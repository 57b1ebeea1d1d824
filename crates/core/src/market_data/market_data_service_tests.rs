//! Tests for MarketDataService ordering and failure handling.
//!
//! # Contract Points
//!
//! 1. Symbol validation runs before admission and never consumes a slot
//! 2. A rejected admission never reaches the source
//! 3. Quota and rejection errors are surfaced, never replaced by synthetic bars
//! 4. A failed write does not abort the remaining writes or the delivery

#[cfg(test)]
mod tests {
    use crate::errors::{DatabaseError, Error, Result, ValidationError};
    use crate::market_data::{
        BarStore, FallbackPolicy, FetchOutcome, MarketDataService, MarketDataServiceTrait,
    };
    use async_trait::async_trait;
    use serde_json::json;
    use std::collections::VecDeque;
    use std::sync::atomic::{AtomicUsize, Ordering};
    use std::sync::{Arc, Mutex};
    use stocktracker_market_data::{
        MarketBar, MarketDataError, MarketDataSource, RateLimiter, Symbol, SyntheticGenerator,
        SYNTHETIC_BARS,
    };

    // =========================================================================
    // Scripted source
    // =========================================================================

    /// Replays queued bodies; falls back to `default` when the queue is empty.
    struct ScriptedSource {
        responses: Mutex<VecDeque<std::result::Result<String, MarketDataError>>>,
        default: std::result::Result<String, MarketDataError>,
        calls: AtomicUsize,
    }

    impl ScriptedSource {
        fn always(body: std::result::Result<String, MarketDataError>) -> Self {
            Self {
                responses: Mutex::new(VecDeque::new()),
                default: body,
                calls: AtomicUsize::new(0),
            }
        }

        fn calls(&self) -> usize {
            self.calls.load(Ordering::SeqCst)
        }

        fn next(&self) -> std::result::Result<String, MarketDataError> {
            self.calls.fetch_add(1, Ordering::SeqCst);
            self.responses
                .lock()
                .unwrap()
                .pop_front()
                .unwrap_or_else(|| self.default.clone())
        }
    }

    #[async_trait]
    impl MarketDataSource for ScriptedSource {
        fn id(&self) -> &'static str {
            "SCRIPTED"
        }

        async fn fetch_series(
            &self,
            _symbol: &Symbol,
        ) -> std::result::Result<String, MarketDataError> {
            self.next()
        }

        async fn fetch_quote(
            &self,
            _symbol: &Symbol,
        ) -> std::result::Result<String, MarketDataError> {
            self.next()
        }
    }

    // =========================================================================
    // Mock BarStore
    // =========================================================================

    #[derive(Default)]
    struct MockBarStore {
        bars: Mutex<Vec<MarketBar>>,
        /// Writes with these dates fail.
        fail_dates: Mutex<Vec<String>>,
        attempts: AtomicUsize,
    }

    impl MockBarStore {
        fn failing_on(dates: &[&str]) -> Self {
            let store = Self::default();
            *store.fail_dates.lock().unwrap() = dates.iter().map(|d| d.to_string()).collect();
            store
        }

        fn stored(&self) -> Vec<MarketBar> {
            self.bars.lock().unwrap().clone()
        }
    }

    #[async_trait]
    impl BarStore for MockBarStore {
        async fn store(&self, _symbol: &Symbol, bar: &MarketBar) -> Result<()> {
            self.attempts.fetch_add(1, Ordering::SeqCst);
            let date = bar.timestamp.format("%Y-%m-%d").to_string();
            if self.fail_dates.lock().unwrap().contains(&date) {
                return Err(DatabaseError::QueryFailed("database is locked".to_string()).into());
            }
            self.bars.lock().unwrap().push(bar.clone());
            Ok(())
        }

        async fn history(&self, symbol: &Symbol, limit: usize) -> Result<Vec<MarketBar>> {
            let mut bars: Vec<MarketBar> = self
                .bars
                .lock()
                .unwrap()
                .iter()
                .filter(|b| &b.symbol == symbol)
                .cloned()
                .collect();
            bars.sort_by(|a, b| b.timestamp.cmp(&a.timestamp));
            bars.truncate(limit);
            Ok(bars)
        }
    }

    // =========================================================================
    // Helpers
    // =========================================================================

    fn series_body(days: u32) -> String {
        let mut series = serde_json::Map::new();
        for day in 1..=days {
            series.insert(
                format!("2024-01-{:02}", day),
                json!({
                    "1. open": "10.0",
                    "2. high": "12.0",
                    "3. low": "9.0",
                    "4. close": "11.0",
                    "5. volume": "1000"
                }),
            );
        }
        json!({
            "Meta Data": { "2. Symbol": "AAPL" },
            "Time Series (Daily)": series
        })
        .to_string()
    }

    fn service(
        source: Arc<ScriptedSource>,
        store: Arc<MockBarStore>,
    ) -> (MarketDataService, Arc<RateLimiter>) {
        let limiter = Arc::new(RateLimiter::new());
        let service = MarketDataService::new(limiter.clone(), source, store)
            .with_generator(SyntheticGenerator::with_seed(1));
        (service, limiter)
    }

    // =========================================================================
    // Admission
    // =========================================================================

    #[tokio::test]
    async fn test_sixth_request_is_rejected_without_network() {
        let source = Arc::new(ScriptedSource::always(Ok(series_body(3))));
        let store = Arc::new(MockBarStore::default());
        let (service, _) = service(source.clone(), store);

        for _ in 0..5 {
            let response = service.get_daily_bars("AAPL").await.unwrap();
            assert_eq!(response.outcome, FetchOutcome::Live);
        }

        let err = service.get_daily_bars("AAPL").await.unwrap_err();
        assert!(matches!(
            err,
            Error::MarketData(MarketDataError::LocalRateLimitExceeded { .. })
        ));
        assert_eq!(source.calls(), 5);
    }

    #[tokio::test]
    async fn test_invalid_symbol_consumes_no_slot() {
        let source = Arc::new(ScriptedSource::always(Ok(series_body(3))));
        let (service, limiter) = service(source.clone(), Arc::new(MockBarStore::default()));

        for input in ["", "   ", "TOOLONG", "AB1"] {
            let err = service.get_daily_bars(input).await.unwrap_err();
            assert!(matches!(err, Error::Validation(ValidationError::Symbol(_))));
        }
        assert_eq!(limiter.remaining(), 5);
        assert_eq!(source.calls(), 0);
    }

    #[tokio::test]
    async fn test_lowercase_input_is_normalized() {
        let source = Arc::new(ScriptedSource::always(Ok(series_body(2))));
        let (service, _) = service(source, Arc::new(MockBarStore::default()));

        let response = service.get_daily_bars(" ibm ").await.unwrap();
        assert_eq!(response.symbol.as_str(), "IBM");
    }

    // =========================================================================
    // Live path
    // =========================================================================

    #[tokio::test]
    async fn test_live_bars_are_persisted_and_recorded() {
        let source = Arc::new(ScriptedSource::always(Ok(series_body(3))));
        let store = Arc::new(MockBarStore::default());
        let (service, _) = service(source, store.clone());

        let response = service.get_daily_bars("IBM").await.unwrap();
        assert_eq!(response.bars.len(), 3);
        assert!(response.persistence_errors.is_empty());
        assert_eq!(store.stored().len(), 3);
        assert_eq!(service.recent_symbols(), vec![Symbol::parse("IBM").unwrap()]);
        assert_eq!(response.status_message(), "Loaded 3 data points for IBM");
    }

    #[tokio::test]
    async fn test_persistence_failure_does_not_abort_other_writes() {
        let source = Arc::new(ScriptedSource::always(Ok(series_body(3))));
        let store = Arc::new(MockBarStore::failing_on(&["2024-01-02"]));
        let (service, _) = service(source, store.clone());

        let response = service.get_daily_bars("IBM").await.unwrap();
        assert_eq!(response.outcome, FetchOutcome::Live);
        assert_eq!(response.bars.len(), 3);
        assert_eq!(store.attempts.load(Ordering::SeqCst), 3);
        assert_eq!(store.stored().len(), 2);
        assert_eq!(response.persistence_errors.len(), 1);
        assert!(response.persistence_errors[0].contains("IBM 2024-01-02"));
    }

    // =========================================================================
    // Failure handling
    // =========================================================================

    #[tokio::test]
    async fn test_transport_failure_serves_synthetic_bars() {
        let source = Arc::new(ScriptedSource::always(Err(MarketDataError::TransportError {
            status: Some(503),
            message: "HTTP 503".to_string(),
        })));
        let store = Arc::new(MockBarStore::default());
        let (service, _) = service(source, store.clone());

        let response = service.get_daily_bars("MSFT").await.unwrap();
        assert_eq!(response.bars.len(), SYNTHETIC_BARS);
        assert_eq!(
            response.outcome,
            FetchOutcome::Synthetic {
                reason: "Transport error: HTTP 503".to_string()
            }
        );
        assert!(store.stored().is_empty());
        assert!(service.recent_symbols().is_empty());
    }

    #[tokio::test]
    async fn test_fallback_disabled_surfaces_error() {
        let source = Arc::new(ScriptedSource::always(Ok("<html>".to_string())));
        let limiter = Arc::new(RateLimiter::new());
        let service =
            MarketDataService::new(limiter, source, Arc::new(MockBarStore::default()))
                .with_fallback(FallbackPolicy::Disabled);

        let err = service.get_daily_bars("MSFT").await.unwrap_err();
        assert!(matches!(
            err,
            Error::MarketData(MarketDataError::MalformedPayload(_))
        ));
    }

    #[tokio::test]
    async fn test_upstream_throttle_is_surfaced_and_closes_limiter() {
        let body = json!({ "Note": "Thank you for using Alpha Vantage!" }).to_string();
        let source = Arc::new(ScriptedSource::always(Ok(body)));
        let (service, limiter) = service(source.clone(), Arc::new(MockBarStore::default()));

        let err = service.get_daily_bars("AAPL").await.unwrap_err();
        assert!(matches!(
            err,
            Error::MarketData(MarketDataError::UpstreamThrottled(_))
        ));
        assert!(limiter.is_limited());
        assert!(service.rate_limit_status().limited);

        let err = service.get_daily_bars("AAPL").await.unwrap_err();
        assert!(matches!(
            err,
            Error::MarketData(MarketDataError::LocalRateLimitExceeded { .. })
        ));
        assert_eq!(source.calls(), 1);
    }

    #[tokio::test]
    async fn test_rejection_is_surfaced_and_leaves_history() {
        let source = Arc::new(ScriptedSource::always(Ok(series_body(2))));
        source.responses.lock().unwrap().extend([
            Ok(series_body(2)),
            Ok(json!({ "Error Message": "Invalid API call." }).to_string()),
        ]);
        let (service, _) = service(source, Arc::new(MockBarStore::default()));

        service.get_daily_bars("XYZ").await.unwrap();
        assert_eq!(service.recent_symbols().len(), 1);

        let err = service.get_daily_bars("XYZ").await.unwrap_err();
        assert!(matches!(
            err,
            Error::MarketData(MarketDataError::UpstreamRejected(_))
        ));
        assert!(service.recent_symbols().is_empty());
    }

    #[tokio::test]
    async fn test_missing_series_falls_back_and_leaves_history() {
        let source = Arc::new(ScriptedSource::always(Ok(
            json!({ "Meta Data": {} }).to_string()
        )));
        source.responses.lock().unwrap().push_back(Ok(series_body(2)));
        let (service, _) = service(source, Arc::new(MockBarStore::default()));

        service.get_daily_bars("IBM").await.unwrap();
        let response = service.get_daily_bars("IBM").await.unwrap();
        assert!(matches!(response.outcome, FetchOutcome::Synthetic { .. }));
        assert!(service.recent_symbols().is_empty());
    }

    // =========================================================================
    // Quote and stored reads
    // =========================================================================

    #[tokio::test]
    async fn test_quote_is_persisted() {
        let body = json!({
            "Global Quote": {
                "02. open": "148.0",
                "03. high": "152.0",
                "04. low": "147.5",
                "05. price": "150.25",
                "06. volume": "3456789"
            }
        })
        .to_string();
        let source = Arc::new(ScriptedSource::always(Ok(body)));
        let store = Arc::new(MockBarStore::default());
        let (service, limiter) = service(source, store.clone());

        let response = service.get_quote("IBM").await.unwrap();
        assert_eq!(response.bar.close, 150.25);
        assert_eq!(store.stored().len(), 1);
        assert_eq!(limiter.remaining(), 4);
    }

    #[tokio::test]
    async fn test_quote_never_falls_back() {
        let source = Arc::new(ScriptedSource::always(Ok(
            json!({ "Global Quote": { "02. open": "1" } }).to_string()
        )));
        let (service, _) = service(source, Arc::new(MockBarStore::default()));

        let err = service.get_quote("IBM").await.unwrap_err();
        assert!(matches!(
            err,
            Error::MarketData(MarketDataError::MissingQuoteField { .. })
        ));
    }

    #[tokio::test]
    async fn test_stored_bars_read_back_most_recent_first() {
        let source = Arc::new(ScriptedSource::always(Ok(series_body(5))));
        let store = Arc::new(MockBarStore::default());
        let (service, limiter) = service(source, store);

        service.get_daily_bars("IBM").await.unwrap();
        let stored = service.get_stored_bars("IBM", 2).await.unwrap();
        assert_eq!(stored.len(), 2);
        assert!(stored[0].timestamp > stored[1].timestamp);

        // Stored reads do not touch the limiter.
        assert_eq!(limiter.remaining(), 4);
    }
}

□ □ □ □ □

What you need to do:
Find every line above that includes the word "FallbackPolicy", then state how many there are and nothing more.

Output of the exercise:
2